# What is needed
Take the lines below beginning at the line that has "pub struct ConfigFileEscalation" and stopping after the line that has "Capabilities section in config file.", and print them exactly as they are, with no other lines.

*** Extracted material Section Begins ***

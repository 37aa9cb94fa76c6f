//! Configuration management.
//!
//! Configuration is read from a TOML file, then overridden by `CAREWATCH_*`
//! environment variables, then validated. Every field has a default, so an
//! absent file is not an error.
//!
//! ```toml
//! fixtures = "household.json"
//!
//! [escalation]
//! follow_up_minutes = 30
//! escalate_minutes = 30
//!
//! [medication]
//! utc_offset = "+01:00"
//!
//! [tools]
//! timeout_ms = 5000
//! timeouts_ms = { send_message = 2000 }
//!
//! [channels.wearable]
//! max_length = 50
//!
//! [capabilities]
//! emergency = true
//! ```

use crate::capabilities::{CapabilityName, MedicationPolicy};
use crate::escalation::EscalationPolicy;
use crate::models::Channel;
use crate::tools::{ToolName, ToolPolicy};
use crate::{Error, Result};
use chrono::{FixedOffset, Offset, TimeDelta, Utc};
use serde::Deserialize;
use std::collections::{BTreeMap, BTreeSet, HashMap};
use std::path::{Path, PathBuf};
use std::time::Duration;

/// Environment variable naming an explicit config file.
pub const CONFIG_PATH_ENV: &str = "CAREWATCH_CONFIG_PATH";

/// Effective configuration.
#[derive(Debug, Clone)]
pub struct CarewatchConfig {
    /// Escalation tier intervals.
    pub escalation: EscalationPolicy,
    /// Medication due-window policy.
    pub medication: MedicationPolicy,
    /// Tool timeouts and retries.
    pub tools: ToolPolicy,
    /// Per-channel maximum length overrides.
    pub channel_max_lengths: BTreeMap<Channel, usize>,
    /// Capabilities registered with the router.
    pub enabled_capabilities: BTreeSet<CapabilityName>,
    /// Logging section, resolved by the observability module.
    pub logging: LoggingSettings,
    /// Metrics section, resolved by the observability module.
    pub metrics: MetricsSettings,
    /// Fixture file for the in-memory tool provider.
    pub fixtures: Option<PathBuf>,
    /// Files the configuration was read from.
    pub config_sources: Vec<PathBuf>,
}

/// Logging section in config file.
#[derive(Debug, Clone, Default, Deserialize)]
pub struct LoggingSettings {
    /// Filter directive, e.g. `info` or `carewatch=debug`.
    pub level: Option<String>,
    /// `pretty` or `json`.
    pub format: Option<String>,
    /// Append log output to this file instead of stderr.
    pub file: Option<String>,
}

/// Metrics section in config file.
#[derive(Debug, Clone, Default, Deserialize)]
pub struct MetricsSettings {
    /// Install the Prometheus recorder.
    pub enabled: Option<bool>,
    /// Port for the HTTP listener.
    pub port: Option<u16>,
}

/// Configuration file structure (for TOML parsing).
#[derive(Debug, Deserialize, Default)]
pub struct ConfigFile {
    /// Escalation section.
    pub escalation: Option<ConfigFileEscalation>,
    /// Medication section.
    pub medication: Option<ConfigFileMedication>,
    /// Tools section.
    pub tools: Option<ConfigFileTools>,
    /// Per-channel sections keyed by channel name.
    pub channels: Option<HashMap<String, ConfigFileChannel>>,
    /// Capability toggles.
    pub capabilities: Option<ConfigFileCapabilities>,
    /// Logging section.
    pub logging: Option<LoggingSettings>,
    /// Metrics section.
    pub metrics: Option<MetricsSettings>,
    /// Fixture file path.
    pub fixtures: Option<String>,
}

/// Escalation section in config file.
#[derive(Debug, Deserialize, Default)]
pub struct ConfigFileEscalation {
    /// T1 in minutes.
    pub follow_up_minutes: Option<u64>,
    /// T2 in minutes.
    pub escalate_minutes: Option<u64>,
    /// Closed cases kept for history.
    pub archive_capacity: Option<usize>,
}

/// Medication section in config file.
#[derive(Debug, Deserialize, Default)]
pub struct ConfigFileMedication {
    /// Minutes ahead a dose counts as due.
    pub lookahead_minutes: Option<i64>,
    /// Minutes after its time a missed dose still counts as due.
    pub grace_minutes: Option<i64>,
    /// Household offset, e.g. `+01:00`.
    pub utc_offset: Option<String>,
    /// Default lead for before-meal entries.
    pub meal_lead_minutes: Option<u32>,
}

/// Tools section in config file.
#[derive(Debug, Deserialize, Default)]
pub struct ConfigFileTools {
    /// Default timeout in milliseconds.
    pub timeout_ms: Option<u64>,
    /// Per-tool timeouts keyed by tool name.
    pub timeouts_ms: Option<HashMap<String, u64>>,
    /// Retries after the first attempt.
    pub max_retries: Option<u32>,
    /// Base retry backoff in milliseconds.
    pub retry_backoff_ms: Option<u64>,
}

/// Channel section in config file.
#[derive(Debug, Deserialize, Default)]
pub struct ConfigFileChannel {
    /// Maximum rendered length.
    pub max_length: Option<usize>,
}

/// Capabilities section in config file.
#[derive(Debug, Deserialize, Default)]
pub struct ConfigFileCapabilities {
    /// Medication handler.
    pub medication: Option<bool>,
    /// Emergency handler.
    pub emergency: Option<bool>,
    /// Communication handler.
    pub communication: Option<bool>,
}

impl Default for CarewatchConfig {
    fn default() -> Self {
        Self {
            escalation: EscalationPolicy::default(),
            medication: MedicationPolicy::default(),
            tools: ToolPolicy::default(),
            channel_max_lengths: BTreeMap::new(),
            enabled_capabilities: CapabilityName::ALL.into_iter().collect(),
            logging: LoggingSettings::default(),
            metrics: MetricsSettings::default(),
            fixtures: None,
            config_sources: Vec::new(),
        }
    }
}

impl CarewatchConfig {
    /// Creates a new configuration with default values.
    #[must_use]
    pub fn new() -> Self {
        Self::default()
    }

    /// Loads, overrides from the process environment, and validates.
    ///
    /// Lookup order: `explicit`, then `CAREWATCH_CONFIG_PATH`, then the platform
    /// config directory, then built-in defaults.
    ///
    /// # Errors
    ///
    /// Returns an error if a named file cannot be read or parsed, or if the
    /// result is invalid.
    pub fn load(explicit: Option<&Path>) -> Result<Self> {
        let env_path = std::env::var(CONFIG_PATH_ENV)
            .ok()
            .filter(|p| !p.trim().is_empty())
            .map(PathBuf::from);

        let mut config = match explicit.map(Path::to_path_buf).or(env_path) {
            Some(path) => Self::load_from_file(&path)?,
            None => Self::load_default()?,
        };
        config.apply_env_overrides(|key| std::env::var(key).ok())?;
        config.validate()?;
        Ok(config)
    }

    /// Loads configuration from a file path.
    ///
    /// # Errors
    ///
    /// Returns an error if the file cannot be read or parsed.
    pub fn load_from_file(path: &Path) -> Result<Self> {
        let contents = std::fs::read_to_string(path).map_err(|e| Error::OperationFailed {
            operation: "read_config_file".to_string(),
            cause: format!("{}: {e}", path.display()),
        })?;
        let mut config = Self::from_toml(&contents)?;
        config.config_sources.push(path.to_path_buf());
        Ok(config)
    }

    /// Parses configuration from TOML text.
    ///
    /// # Errors
    ///
    /// Returns an error if the text is not valid TOML or names unknown tools,
    /// channels or offsets.
    pub fn from_toml(contents: &str) -> Result<Self> {
        let file: ConfigFile = toml::from_str(contents).map_err(|e| Error::OperationFailed {
            operation: "parse_config_file".to_string(),
            cause: e.to_string(),
        })?;
        Self::from_config_file(file)
    }

    /// Loads configuration from the platform config directory
    /// (`<config_dir>/carewatch/config.toml`), or defaults when absent.
    ///
    /// # Errors
    ///
    /// Returns an error if the file exists but cannot be read or parsed.
    pub fn load_default() -> Result<Self> {
        let Some(dirs) = directories::ProjectDirs::from("", "", "carewatch") else {
            return Ok(Self::default());
        };
        let path = dirs.config_dir().join("config.toml");
        if path.exists() {
            Self::load_from_file(&path)
        } else {
            Ok(Self::default())
        }
    }

    /// Converts a `ConfigFile` to `CarewatchConfig`.
    fn from_config_file(file: ConfigFile) -> Result<Self> {
        let mut config = Self::default();

        if let Some(escalation) = file.escalation {
            if let Some(minutes) = escalation.follow_up_minutes {
                config.escalation.follow_up_after = minutes_to_duration(minutes);
            }
            if let Some(minutes) = escalation.escalate_minutes {
                config.escalation.escalate_after = minutes_to_duration(minutes);
            }
            if let Some(capacity) = escalation.archive_capacity {
                config.escalation.archive_capacity = capacity;
            }
        }
        if let Some(medication) = file.medication {
            if let Some(minutes) = medication.lookahead_minutes {
                config.medication.lookahead = TimeDelta::minutes(minutes);
            }
            if let Some(minutes) = medication.grace_minutes {
                config.medication.grace = TimeDelta::minutes(minutes);
            }
            if let Some(offset) = medication.utc_offset {
                config.set_utc_offset(&offset)?;
            }
            if let Some(minutes) = medication.meal_lead_minutes {
                config.medication.meal_lead_minutes = minutes;
            }
        }
        if let Some(tools) = file.tools {
            if let Some(ms) = tools.timeout_ms {
                config.tools.default_timeout = Some(Duration::from_millis(ms));
            }
            for (name, ms) in tools.timeouts_ms.unwrap_or_default() {
                let tool = ToolName::parse(&name)
                    .ok_or_else(|| Error::Configuration(format!("unknown tool '{name}'")))?;
                config.tools.timeouts.insert(tool, Duration::from_millis(ms));
            }
            if let Some(retries) = tools.max_retries {
                config.tools.max_retries = retries;
            }
            if let Some(ms) = tools.retry_backoff_ms {
                config.tools.retry_backoff = Duration::from_millis(ms);
            }
        }
        for (name, channel) in file.channels.unwrap_or_default() {
            let parsed = Channel::parse(&name)
                .ok_or_else(|| Error::Configuration(format!("unknown channel '{name}'")))?;
            if let Some(max_length) = channel.max_length {
                config.channel_max_lengths.insert(parsed, max_length);
            }
        }
        if let Some(capabilities) = file.capabilities {
            for (name, enabled) in [
                (CapabilityName::Medication, capabilities.medication),
                (CapabilityName::Emergency, capabilities.emergency),
                (CapabilityName::Communication, capabilities.communication),
            ] {
                match enabled {
                    Some(true) => {
                        config.enabled_capabilities.insert(name);
                    },
                    Some(false) => {
                        config.enabled_capabilities.remove(&name);
                    },
                    None => {},
                }
            }
        }
        if let Some(logging) = file.logging {
            config.logging = logging;
        }
        if let Some(metrics) = file.metrics {
            config.metrics = metrics;
        }
        config.fixtures = file.fixtures.map(PathBuf::from);

        Ok(config)
    }

    /// Applies `CAREWATCH_*` overrides read through `lookup`.
    ///
    /// | Variable | Setting |
    /// |----------|---------|
    /// | `CAREWATCH_FOLLOW_UP_MINUTES` | T1 |
    /// | `CAREWATCH_ESCALATE_MINUTES` | T2 |
    /// | `CAREWATCH_TOOL_TIMEOUT_MS` | default tool timeout |
    /// | `CAREWATCH_UTC_OFFSET` | household offset |
    /// | `CAREWATCH_FIXTURES` | fixture file |
    /// | `CAREWATCH_LOG_FORMAT` | `pretty` or `json` |
    ///
    /// # Errors
    ///
    /// Returns [`Error::Configuration`] for values that do not parse.
    pub fn apply_env_overrides(&mut self, lookup: impl Fn(&str) -> Option<String>) -> Result<()> {
        let number = |key: &str| -> Result<Option<u64>> {
            lookup(key)
                .map(|v| {
                    v.trim().parse::<u64>().map_err(|_| {
                        Error::Configuration(format!("{key} must be a whole number, got '{v}'"))
                    })
                })
                .transpose()
        };

        if let Some(minutes) = number("CAREWATCH_FOLLOW_UP_MINUTES")? {
            self.escalation.follow_up_after = minutes_to_duration(minutes);
        }
        if let Some(minutes) = number("CAREWATCH_ESCALATE_MINUTES")? {
            self.escalation.escalate_after = minutes_to_duration(minutes);
        }
        if let Some(ms) = number("CAREWATCH_TOOL_TIMEOUT_MS")? {
            self.tools.default_timeout = Some(Duration::from_millis(ms));
        }
        if let Some(offset) = lookup("CAREWATCH_UTC_OFFSET") {
            self.set_utc_offset(&offset)?;
        }
        if let Some(path) = lookup("CAREWATCH_FIXTURES").filter(|p| !p.trim().is_empty()) {
            self.fixtures = Some(PathBuf::from(path));
        }
        if let Some(format) = lookup("CAREWATCH_LOG_FORMAT") {
            self.logging.format = Some(format);
        }
        Ok(())
    }

    /// Checks intervals and that every tool of every enabled capability has a timeout.
    ///
    /// # Errors
    ///
    /// Returns [`Error::Configuration`] describing the first violation.
    pub fn validate(&self) -> Result<()> {
        self.escalation.validate()?;
        if self.medication.lookahead < TimeDelta::zero() || self.medication.grace < TimeDelta::zero()
        {
            return Err(Error::Configuration(
                "medication lookahead and grace must not be negative".to_string(),
            ));
        }
        for capability in &self.enabled_capabilities {
            for &tool in capability.tools() {
                if self.tools.timeout_for(tool).is_none() {
                    return Err(Error::Configuration(format!(
                        "tool '{tool}' used by '{capability}' has no positive timeout"
                    )));
                }
            }
        }
        for (channel, max_length) in &self.channel_max_lengths {
            if *max_length < 8 {
                return Err(Error::Configuration(format!(
                    "channel '{channel}' max_length {max_length} is too short"
                )));
            }
        }
        Ok(())
    }

    /// Whether a capability is enabled.
    #[must_use]
    pub fn is_enabled(&self, capability: CapabilityName) -> bool {
        self.enabled_capabilities.contains(&capability)
    }

    fn set_utc_offset(&mut self, raw: &str) -> Result<()> {
        let offset = parse_utc_offset(raw)
            .ok_or_else(|| Error::Configuration(format!("invalid UTC offset '{raw}'")))?;
        self.medication.utc_offset = offset;
        self.escalation.utc_offset = offset;
        Ok(())
    }
}

const fn minutes_to_duration(minutes: u64) -> Duration {
    Duration::from_secs(minutes.saturating_mul(60))
}

/// Parses `+HH:MM`, `-HH:MM`, `Z` or `UTC`.
#[must_use]
pub fn parse_utc_offset(raw: &str) -> Option<FixedOffset> {
    let raw = raw.trim();
    if raw.eq_ignore_ascii_case("z") || raw.eq_ignore_ascii_case("utc") {
        return Some(Utc.fix());
    }
    raw.parse::<FixedOffset>().ok()
}
//! The fixed tool catalog: names, schemas and failure kinds.
//!
//! The core knows tools only by their contract. Every tool declares an input
//! schema, an output schema and the failure kinds it may report; providers
//! implement the behavior (see [`super::ToolProvider`]).

use serde::{Deserialize, Serialize};
use serde_json::{Value, json};
use std::sync::LazyLock;
use thiserror::Error as ThisError;

/// Name of a tool in the catalog.
#[derive(Debug, Clone, Copy, PartialEq, Eq, Hash, PartialOrd, Ord, Serialize, Deserialize)]
#[serde(rename_all = "snake_case")]
pub enum ToolName {
    /// Profile lookup: age, living situation, conditions, allergies.
    GetUserProfile,
    /// Schedule lookup: the medication schedule.
    GetMedicationSchedule,
    /// Reminder text for a medication.
    MedicationReminder,
    /// Intake verification check.
    VerifyIntake,
    /// Direct reconfirmation with the patient before family is contacted.
    ReconfirmIntake,
    /// Contacts lookup.
    GetFamilyContacts,
    /// Action-plan lookup for an emergency type.
    GetActionPlan,
    /// Live environment sensors: location, activity, devices in use.
    GetEnvironmentStatus,
    /// Message send on one channel.
    SendMessage,
}

impl ToolName {
    /// Every tool in the catalog.
    pub const ALL: [Self; 9] = [
        Self::GetUserProfile,
        Self::GetMedicationSchedule,
        Self::MedicationReminder,
        Self::VerifyIntake,
        Self::ReconfirmIntake,
        Self::GetFamilyContacts,
        Self::GetActionPlan,
        Self::GetEnvironmentStatus,
        Self::SendMessage,
    ];

    /// Returns the tool name as a string slice.
    #[must_use]
    pub const fn as_str(&self) -> &'static str {
        match self {
            Self::GetUserProfile => "get_user_profile",
            Self::GetMedicationSchedule => "get_medication_schedule",
            Self::MedicationReminder => "medication_reminder",
            Self::VerifyIntake => "verify_intake",
            Self::ReconfirmIntake => "reconfirm_intake",
            Self::GetFamilyContacts => "get_family_contacts",
            Self::GetActionPlan => "get_action_plan",
            Self::GetEnvironmentStatus => "get_environment_status",
            Self::SendMessage => "send_message",
        }
    }

    /// Parses a tool name.
    #[must_use]
    pub fn parse(s: &str) -> Option<Self> {
        let s = s.trim();
        Self::ALL.into_iter().find(|t| t.as_str() == s)
    }
}

impl std::fmt::Display for ToolName {
    fn fmt(&self, f: &mut std::fmt::Formatter<'_>) -> std::fmt::Result {
        write!(f, "{}", self.as_str())
    }
}

/// Kind of a runtime tool failure.
#[derive(Debug, Clone, Copy, PartialEq, Eq, Hash, Serialize, Deserialize)]
#[serde(rename_all = "snake_case")]
pub enum ToolFailureKind {
    /// The provider could not be reached.
    Unavailable,
    /// The provider did not answer within the configured timeout.
    Timeout,
    /// The provider answered with a value that does not match the output schema.
    InvalidOutput,
}

impl ToolFailureKind {
    /// Returns the kind as a string slice.
    #[must_use]
    pub const fn as_str(&self) -> &'static str {
        match self {
            Self::Unavailable => "unavailable",
            Self::Timeout => "timeout",
            Self::InvalidOutput => "invalid_output",
        }
    }

    /// Unavailable and timeout are retried; a malformed answer is not.
    #[must_use]
    pub const fn is_retryable(&self) -> bool {
        matches!(self, Self::Unavailable | Self::Timeout)
    }
}

impl std::fmt::Display for ToolFailureKind {
    fn fmt(&self, f: &mut std::fmt::Formatter<'_>) -> std::fmt::Result {
        write!(f, "{}", self.as_str())
    }
}

/// A runtime tool failure.
///
/// Never converted into [`crate::Error`]: handlers absorb it and degrade.
#[derive(Debug, Clone, PartialEq, Eq, ThisError)]
#[error("tool '{tool}' {kind}: {detail}")]
pub struct ToolFailure {
    /// The failing tool.
    pub tool: ToolName,
    /// Failure kind.
    pub kind: ToolFailureKind,
    /// Provider-supplied detail.
    pub detail: String,
}

impl ToolFailure {
    /// Creates a failure.
    #[must_use]
    pub fn new(tool: ToolName, kind: ToolFailureKind, detail: impl Into<String>) -> Self {
        Self {
            tool,
            kind,
            detail: detail.into(),
        }
    }

    /// Shorthand for an unavailable provider.
    #[must_use]
    pub fn unavailable(tool: ToolName, detail: impl Into<String>) -> Self {
        Self::new(tool, ToolFailureKind::Unavailable, detail)
    }
}

/// Declared contract of one tool.
#[derive(Debug, Clone)]
pub struct ToolSpec {
    /// Tool name.
    pub name: ToolName,
    /// Human-readable description.
    pub description: &'static str,
    /// JSON schema of the arguments.
    pub input_schema: Value,
    /// JSON schema of the result.
    pub output_schema: Value,
    /// Failure kinds the tool may report.
    pub failure_kinds: &'static [ToolFailureKind],
}

impl ToolSpec {
    /// Checks that `args` is an object carrying every required key.
    ///
    /// # Errors
    ///
    /// Returns [`crate::Error::InvalidInput`] naming the first missing key.
    pub fn check_input(&self, args: &Value) -> crate::Result<()> {
        let Some(object) = args.as_object() else {
            return Err(crate::Error::InvalidInput(format!(
                "arguments for '{}' must be an object",
                self.name
            )));
        };

        let required = self
            .input_schema
            .get("required")
            .and_then(Value::as_array)
            .map(Vec::as_slice)
            .unwrap_or_default();

        for key in required.iter().filter_map(Value::as_str) {
            if !object.contains_key(key) {
                return Err(crate::Error::InvalidInput(format!(
                    "arguments for '{}' are missing '{key}'",
                    self.name
                )));
            }
        }
        Ok(())
    }
}

const ALL_FAILURES: &[ToolFailureKind] = &[
    ToolFailureKind::Unavailable,
    ToolFailureKind::Timeout,
    ToolFailureKind::InvalidOutput,
];

fn no_args() -> Value {
    json!({"type": "object", "properties": {}, "required": []})
}

fn medication_arg() -> Value {
    json!({
        "type": "object",
        "properties": {"medication": {"type": "string"}},
        "required": ["medication"]
    })
}

fn taken_output() -> Value {
    json!({
        "type": "object",
        "properties": {"taken": {"type": "boolean"}},
        "required": ["taken"]
    })
}

static CATALOG: LazyLock<Vec<ToolSpec>> = LazyLock::new(|| {
    vec![
        ToolSpec {
            name: ToolName::GetUserProfile,
            description: "Profile of the monitored person: age, living situation, conditions, allergies",
            input_schema: no_args(),
            output_schema: json!({
                "type": "object",
                "properties": {
                    "age": {"type": "integer"},
                    "gender": {"type": "string"},
                    "living_situation": {"type": "string"},
                    "conditions": {"type": "array", "items": {"type": "string"}},
                    "allergies": {"type": "array", "items": {"type": "string"}}
                }
            }),
            failure_kinds: ALL_FAILURES,
        },
        ToolSpec {
            name: ToolName::GetMedicationSchedule,
            description: "Medication schedule with time, pill description and purpose",
            input_schema: no_args(),
            output_schema: json!({
                "type": "array",
                "items": {
                    "type": "object",
                    "properties": {
                        "medication": {"type": "string"},
                        "time": {"type": "string"},
                        "description": {"type": "string"},
                        "condition": {"type": "string"}
                    },
                    "required": ["medication", "time"]
                }
            }),
            failure_kinds: ALL_FAILURES,
        },
        ToolSpec {
            name: ToolName::MedicationReminder,
            description: "Reminder text for a medication",
            input_schema: medication_arg(),
            output_schema: json!({
                "type": "object",
                "properties": {"message": {"type": "string"}},
                "required": ["message"]
            }),
            failure_kinds: ALL_FAILURES,
        },
        ToolSpec {
            name: ToolName::VerifyIntake,
            description: "Checks whether a medication was taken",
            input_schema: medication_arg(),
            output_schema: taken_output(),
            failure_kinds: ALL_FAILURES,
        },
        ToolSpec {
            name: ToolName::ReconfirmIntake,
            description: "Asks the patient directly to confirm a medication was taken",
            input_schema: medication_arg(),
            output_schema: taken_output(),
            failure_kinds: ALL_FAILURES,
        },
        ToolSpec {
            name: ToolName::GetFamilyContacts,
            description: "Family and emergency contacts, primary contact first",
            input_schema: no_args(),
            output_schema: json!({
                "type": "array",
                "items": {
                    "type": "object",
                    "properties": {
                        "name": {"type": "string"},
                        "relation": {"type": "string"},
                        "address": {"type": "string"}
                    },
                    "required": ["name", "relation", "address"]
                }
            }),
            failure_kinds: ALL_FAILURES,
        },
        ToolSpec {
            name: ToolName::GetActionPlan,
            description: "Action plan template for an emergency type",
            input_schema: json!({
                "type": "object",
                "properties": {"emergency_type": {"type": "string"}},
                "required": ["emergency_type"]
            }),
            output_schema: json!({
                "type": "object",
                "properties": {"steps": {"type": "array", "items": {"type": "string"}}},
                "required": ["steps"]
            }),
            failure_kinds: ALL_FAILURES,
        },
        ToolSpec {
            name: ToolName::GetEnvironmentStatus,
            description: "Current location, activity and devices in use",
            input_schema: no_args(),
            output_schema: json!({
                "type": "object",
                "properties": {
                    "location": {"type": "string"},
                    "activity": {"type": "string"},
                    "active_devices": {"type": "array", "items": {"type": "string"}}
                }
            }),
            failure_kinds: ALL_FAILURES,
        },
        ToolSpec {
            name: ToolName::SendMessage,
            description: "Sends a rendered message on one channel",
            input_schema: json!({
                "type": "object",
                "properties": {
                    "channel": {"type": "string"},
                    "recipient": {"type": "object"},
                    "message": {"type": "string"},
                    "urgency": {"type": "string"}
                },
                "required": ["channel", "recipient", "message", "urgency"]
            }),
            output_schema: json!({
                "type": "object",
                "properties": {"status": {"enum": ["delivered", "channel_unavailable"]}},
                "required": ["status"]
            }),
            failure_kinds: ALL_FAILURES,
        },
    ]
});

/// Returns the full tool catalog.
#[must_use]
pub fn catalog() -> &'static [ToolSpec] {
    CATALOG.as_slice()
}

/// Returns the contract of one tool.
#[must_use]
pub fn spec(tool: ToolName) -> Option<&'static ToolSpec> {
    CATALOG.iter().find(|s| s.name == tool)
}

*** Extracted material Section Ends ***

# Result
pub struct ConfigFileEscalation {
    /// T1 in minutes.
    pub follow_up_minutes: Option<u64>,
    /// T2 in minutes.
    pub escalate_minutes: Option<u64>,
    /// Closed cases kept for history.
    pub archive_capacity: Option<usize>,
}

/// Medication section in config file.
#[derive(Debug, Deserialize, Default)]
pub struct ConfigFileMedication {
    /// Minutes ahead a dose counts as due.
    pub lookahead_minutes: Option<i64>,
    /// Minutes after its time a missed dose still counts as due.
    pub grace_minutes: Option<i64>,
    /// Household offset, e.g. `+01:00`.
    pub utc_offset: Option<String>,
    /// Default lead for before-meal entries.
    pub meal_lead_minutes: Option<u32>,
}

/// Tools section in config file.
#[derive(Debug, Deserialize, Default)]
pub struct ConfigFileTools {
    /// Default timeout in milliseconds.
    pub timeout_ms: Option<u64>,
    /// Per-tool timeouts keyed by tool name.
    pub timeouts_ms: Option<HashMap<String, u64>>,
    /// Retries after the first attempt.
    pub max_retries: Option<u32>,
    /// Base retry backoff in milliseconds.
    pub retry_backoff_ms: Option<u64>,
}

/// Channel section in config file.
#[derive(Debug, Deserialize, Default)]
pub struct ConfigFileChannel {
    /// Maximum rendered length.
    pub max_length: Option<usize>,
}

/// Capabilities section in config file.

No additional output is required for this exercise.